Saturday 13 June 2020

I Still Believe (2020) - Movie Review



Yes, this is a film about music. No, it doesn’t have anything to do with The Lost Boys and/or Tim Capello. Yes, this is a Christian film. No, it isn’t of the same variety that I have spent quite a bit of time on here railing against. Yes, this stars the same couple from A Dog’s Purpose, making me think that the Erwin Brothers just wanted to salvage what they could from that feature, given Dennis Quaid’s casting in their last film. And no, with all of that in mind, this isn’t that bad. If anything, it’s alarmingly good.

For a start, for a story predominantly about Christian music, this might be the single most honest one I’ve ever encountered. This is the closest I’ve seen to this crowd outright admitting that that South Park bit about rewriting love songs to be about God might be accurate. A character actually says “I write love songs, to God”, and the concert scenes constantly play with how much of main character Jeremy Camp’s songs were written either about God or his wife.

I’m not saying any of this as a bad thing, though. That kind of honesty actually makes the whole affair regarding the intersection of worship and worship music sit a little easier than it did even with I Can Only Imagine. Again, referring to the concert scenes, the feelings of community and communion found within are actually pretty affecting, making it look like the Erwins learnt from their mistakes with their last effort.

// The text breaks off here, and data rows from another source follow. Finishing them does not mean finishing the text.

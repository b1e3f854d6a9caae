//! HTTP API payloads
//!
//! JSON bodies exchanged between the admin dashboard / terminals and the
//! server. Field names are camelCase on the wire.

use std::collections::BTreeMap;

use chrono::{DateTime, Utc};
use serde::{Deserialize, Serialize};

use crate::terminal::Terminal;
use crate::types::{LocationType, TerminalId};

/// Heartbeat sent by a terminal
#[derive(Debug, Clone, Serialize, Deserialize)]
#[serde(rename_all = "camelCase")]
pub struct HeartbeatRequest {
    pub mac_address: String,
}

/// Location assignment request
#[derive(Debug, Clone, Serialize, Deserialize)]
#[serde(rename_all = "camelCase")]
pub struct LocationRequest {
    pub location_type: LocationType,
    pub location_identifier: String,
}

/// Administrative enable/disable request
#[derive(Debug, Clone, Copy, Serialize, Deserialize)]
pub struct ActiveRequest {
    pub active: bool,
}

/// Query for terminals that have not been seen recently.
///
/// `since` takes precedence over `minutes`.
#[derive(Debug, Clone, Default, Serialize, Deserialize)]
pub struct InactiveQuery {
    pub since: Option<DateTime<Utc>>,
    pub minutes: Option<u64>,
}

/// List filter; absent fields match everything
#[derive(Debug, Clone, Default, Serialize, Deserialize)]
#[serde(rename_all = "camelCase")]
pub struct TerminalFilter {
    pub online: Option<bool>,
    pub active: Option<bool>,
    pub location_type: Option<LocationType>,
}

impl TerminalFilter {
    /// Whether a terminal passes this filter
    pub fn matches(&self, terminal: &Terminal) -> bool {
        self.online.map_or(true, |o| terminal.is_online() == o)
            && self.active.map_or(true, |a| terminal.active == a)
            && self
                .location_type
                .map_or(true, |t| terminal.location_type() == Some(t))
    }
}

/// Fleet-wide counters for the operator dashboard
#[derive(Debug, Clone, Default, PartialEq, Eq, Serialize, Deserialize)]
#[serde(rename_all = "camelCase")]
pub struct FleetStats {
    pub total: usize,
    pub online: usize,
    pub offline: usize,
    pub active: usize,
    pub inactive: usize,
    /// Terminal count per location type; unbound terminals under `UNASSIGNED`
    pub by_location: BTreeMap<String, usize>,
}

impl FleetStats {
    /// Tally a set of terminals
    pub fn from_terminals<'a>(terminals: impl IntoIterator<Item = &'a Terminal>) -> Self {
        let mut stats = FleetStats::default();
        for terminal in terminals {
            stats.total += 1;
            if terminal.is_online() {
                stats.online += 1;
            } else {
                stats.offline += 1;
            }
            if terminal.active {
                stats.active += 1;
            } else {
                stats.inactive += 1;
            }
            let key = terminal
                .location_type()
                .map_or_else(|| "UNASSIGNED".to_string(), |t| t.to_string());
            *stats.by_location.entry(key).or_default() += 1;
        }
        stats
    }
}

/// Acknowledgement of a simulated reboot
#[derive(Debug, Clone, Serialize, Deserialize)]
#[serde(rename_all = "camelCase")]
pub struct RebootAck {
    pub terminal_id: TerminalId,
    pub requested_at: DateTime<Utc>,
    pub message: String,
}

/// Error body returned with every non-2xx response
#[derive(Debug, Clone, Serialize, Deserialize)]
pub struct ErrorBody {
    pub error: String,
    pub message: String,
}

This also shows in how the backstage business is handled. It admittedly includes a painfully-strained love triangle between KJ Apa’s Jeremy, Britt Robertson’s Melissa and Nathan Parsons’ Jean-Luc, but when it gets into the meat of the story, Melissa’s cancer diagnosis… fucking hell, I don’t think either of these leads have looked better than they do here. The heartache, the existential dread, even admiring the make-up of the universe as an example of God’s handiwork; they handle all of it remarkably well, and considering Britt’s unfortunate lack of quality control over the last handful of years, seeing her act the hell out of her dialogue here makes me hopeful that she’s turning a new leaf. Maybe now, I can stop thinking of her as that one actress who was the weakest part of a pretty great movie.

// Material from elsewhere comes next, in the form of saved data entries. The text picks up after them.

//! Terminal persistence trait

use std::net::IpAddr;

use async_trait::async_trait;

use crate::error::StoreError;
use crate::terminal::Terminal;
use crate::types::{MacAddress, TerminalId};

/// Storage backend for terminal rows.
///
/// Implementations only store and fetch; uniqueness and liveness rules are
/// enforced by the registry above them.
#[async_trait]
pub trait TerminalStore: Send + Sync {
    /// Fetch one terminal
    async fn get(&self, id: &TerminalId) -> Result<Option<Terminal>, StoreError>;

    /// Insert or replace a terminal
    async fn put(&self, terminal: Terminal) -> Result<(), StoreError>;

    /// Remove a terminal, returning it if it existed
    async fn remove(&self, id: &TerminalId) -> Result<Option<Terminal>, StoreError>;

    /// All terminals, in no particular order
    async fn list(&self) -> Result<Vec<Terminal>, StoreError>;

    /// Look a terminal up by its terminal code.
    ///
    /// The provided lookups scan [`list`](Self::list); indexed backends
    /// should override them.
    async fn find_by_code(&self, code: &str) -> Result<Option<Terminal>, StoreError> {
        Ok(self
            .list()
            .await?
            .into_iter()
            .find(|t| t.terminal_code == code))
    }

    /// Look a terminal up by its normalized MAC address
    async fn find_by_mac(&self, mac: &MacAddress) -> Result<Option<Terminal>, StoreError> {
        Ok(self
            .list()
            .await?
            .into_iter()
            .find(|t| &t.mac_address == mac))
    }

    /// Look a terminal up by its IP address
    async fn find_by_ip(&self, ip: &IpAddr) -> Result<Option<Terminal>, StoreError> {
        Ok(self.list().await?.into_iter().find(|t| &t.ip_address == ip))
    }

    /// Make buffered writes durable
    async fn flush(&self) -> Result<(), StoreError> {
        Ok(())
    }
}
//! Heartbeat delivery

use std::time::Duration;

use thiserror::Error;
use tokio_util::sync::CancellationToken;

use tvf_core::api::HeartbeatRequest;
use tvf_core::error::InvalidMacAddress;
use tvf_core::MacAddress;

use crate::backoff::ExponentialBackoff;

/// Path of the heartbeat endpoint on the fleet server
pub const HEARTBEAT_PATH: &str = "/api/terminals/heartbeat";

/// Heartbeat delivery errors
#[derive(Error, Debug)]
pub enum HeartbeatError {
    /// Request could not be sent or timed out
    #[error("Transport error: {0}")]
    Transport(#[from] reqwest::Error),

    /// Server answered with a non-success status
    #[error("Server rejected heartbeat with status {0}")]
    Rejected(reqwest::StatusCode),

    /// Configured MAC address is malformed
    #[error(transparent)]
    InvalidMac(#[from] InvalidMacAddress),
}

/// Posts heartbeats for one terminal
#[derive(Debug, Clone)]
pub struct HeartbeatClient {
    http: reqwest::Client,
    endpoint: String,
    mac: MacAddress,
}

impl HeartbeatClient {
    /// Create a client for `server_url` reporting `mac_address`
    pub fn new(
        server_url: &str,
        mac_address: &str,
        request_timeout: Duration,
    ) -> Result<Self, HeartbeatError> {
        let mac = MacAddress::parse(mac_address)?;
        let http = reqwest::Client::builder().timeout(request_timeout).build()?;
        let endpoint = format!("{}{}", server_url.trim_end_matches('/'), HEARTBEAT_PATH);

        Ok(Self {
            http,
            endpoint,
            mac,
        })
    }

    /// MAC address this client reports
    pub fn mac_address(&self) -> &MacAddress {
        &self.mac
    }

    /// Full heartbeat URL
    pub fn endpoint(&self) -> &str {
        &self.endpoint
    }

    /// Send one heartbeat
    pub async fn send(&self) -> Result<(), HeartbeatError> {
        let request = HeartbeatRequest {
            mac_address: self.mac.to_string(),
        };
        let response = self.http.post(&self.endpoint).json(&request).send().await?;

        let status = response.status();
        if !status.is_success() {
            return Err(HeartbeatError::Rejected(status));
        }
        tracing::trace!("Heartbeat delivered ({})", status);
        Ok(())
    }
}

/// Send heartbeats every `interval` until `cancel` fires.
///
/// After a failed delivery the next attempt waits for the backoff delay
/// instead of the interval; the first success resets the backoff.
pub async fn run_heartbeat_loop(
    client: HeartbeatClient,
    interval: Duration,
    mut backoff: ExponentialBackoff,
    cancel: CancellationToken,
) {
    tracing::info!(
        "Sending heartbeats for {} to {} every {:?}",
        client.mac_address(),
        client.endpoint(),
        interval
    );

    let mut failing = false;
    loop {
        let delay = match client.send().await {
            Ok(()) => {
                if failing {
                    tracing::info!("Heartbeat delivery recovered");
                    failing = false;
                }
                backoff.reset();
                interval
            }
            Err(e) => {
                failing = true;
                let delay = backoff.next_delay();
                tracing::warn!("Heartbeat failed: {}. Retrying in {:?}", e, delay);
                delay
            }
        };

        tokio::select! {
            _ = tokio::time::sleep(delay) => {}
            _ = cancel.cancelled() => {
                tracing::info!("Heartbeat loop shutting down");
                break;
            }
        }
    }
}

There’s also how there is not really that much ‘preaching to the choir’ to be found here, at least metatextually. Yeah, it’s all very insular within the Christian music scene, but there aren’t any exclusionary tactics at play in terms of the engagement with that music. It’s shown as an extension of the spiritual wellness that His light is supposed to provide, and given my own musings on the spiritually and metaphysically transformative qualities of art, I totally vibe with that idea even as an outlier of the faithful.

It might not be the greatest film out there, or even all that substantive, but as a based-on-actual-events Christian film, it’s a lot better than it has any reason to be, and it has genuinely made me change tact with some of the actors involved. It’s soul food, and considering the current state of the world, I’m not so jaded as to ignore that there’s a need for stuff like this.